Presque tous les garçons étaient maigres, certains au-delà de l’émaciation, avec des flancs creusés et des bras comme des branchettes. Jon ne s’attendait guère à mieux. Sinon, ils se présentaient sous toutes les formes, toutes les tailles et toutes les couleurs. Il en vit des grands et des petits, des bruns et des noirauds, des blond miel et des blond roux, et des rouquins qui avaient reçu le baiser du feu, comme Ygrid. Il vit des gamins avec des cicatrices, des claudications, des visages marqués de vérole.

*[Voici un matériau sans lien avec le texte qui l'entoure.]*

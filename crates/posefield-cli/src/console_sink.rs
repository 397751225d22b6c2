//! Console render sink.
//!
//! A stand-in for the real 3D renderer: consumes per-frame draw records and
//! prints a per-device summary once a second. Uncalibrated devices show in
//! red, faded (stale) devices are dimmed: the same presentation cues the
//! real renderer derives from `fade_alpha` and `uncalibrated`.

use colored::Colorize;
use posefield_runtime::RenderSink;
use posefield_types::DrawRecord;

/// Prints every `report_every`-th frame to stdout.
pub struct ConsoleSink {
    report_every: u64,
    frames: u64,
}

impl ConsoleSink {
    pub fn new(report_every: u64) -> Self {
        Self {
            report_every: report_every.max(1),
            frames: 0,
        }
    }

    fn print_frame(&self, frame: &[DrawRecord]) {
        println!(
            "{} frame {} · {} device(s)",
            "▸".cyan(),
            self.frames,
            frame.len()
        );
        for record in frame {
            let position = match record.position {
                Some([x, y, z]) => format!("({x:8.2}, {y:8.2}, {z:8.2})"),
                None => "(unplaced)".to_string(),
            };
            let line = format!(
                "    {:<12} {} alpha {:>3}",
                record.device_id, position, record.fade_alpha
            );
            if record.uncalibrated {
                println!("{}", line.red());
            } else if record.fade_alpha < 128 {
                println!("{}", line.dimmed());
            } else {
                println!("{line}");
            }
        }
    }
}

impl RenderSink for ConsoleSink {
    fn submit(&mut self, frame: &[DrawRecord]) {
        if self.frames % self.report_every == 0 {
            self.print_frame(frame);
        }
        self.frames += 1;
    }
}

Beaucoup des plus âgés avaient les joues duveteuses ou de vagues petites moustaches, mais l’un d’eux possédait autant de barbe que Tormund. Certains étaient vêtus de belles fourrures douces, d’autres de cuir bouilli et de pièces d’armure dépareillées, la plupart de laine et de peaux de phoque, quelques-uns de haillons. Il y en avait un qui allait tout nu. Beaucoup avaient des armes : des piques affûtées, des masses à tête de pierre, des couteaux faits d’os, de pierre ou de verredragon, des massues hérissées de pointes, des rets, et même, çà et là, une vieille épée rongée de rouille. Les jeunes Pieds Cornés marchaient sans ciller pieds nus dans les congères. D’autres mioches avaient à leurs bottes des pattes d’ours et avançaient sur la surface de ces mêmes congères, sans jamais s’enfoncer sous la carapace. Six garçons arrivèrent à cheval, deux sur des mules. Deux frères se présentèrent avec une bique. Le plus grand otage mesurait six pieds et demi, mais avait un visage de bébé ; le plus petit était un avorton qui revendiquait neuf ans, mais n’en paraissait pas plus de six.

Méritant mention particulière, les fils des hommes de renom. Tormund prit soin de les signaler au passage. « Le petit, là, est le fils de Soren Fend-l’Écu, dit-il d’un grand flandrin. Lui, avec les cheveux roux, c’en est un de Gerrick Sangderoi. Y descend de la lignée d’ Raymun Barberouge, à l’en croire. La lignée du p’tit frère de Barberouge, si tu veux la vérité. » Deux garçons se ressemblaient assez pour être jumeaux, mais Tormund insista : c’étaient des cousins, nés à un an d’intervalle. « L’un a pour père Harle le Veneur, l’autre Harle Beauminois, tous les deux avec la même femme. Les pères se détestent. Je s’rais toi, j’en enverrai un à Fort-Levant, et l’autre à ta tour Ombreuse. »

D’autres otages furent désignés comme des fils d’Howd l’Errant, de Brogg, de Devyn Écorchephoque, Kyleg Oreille-en-Bois, Morna Masque-Blanc, le grand Morse…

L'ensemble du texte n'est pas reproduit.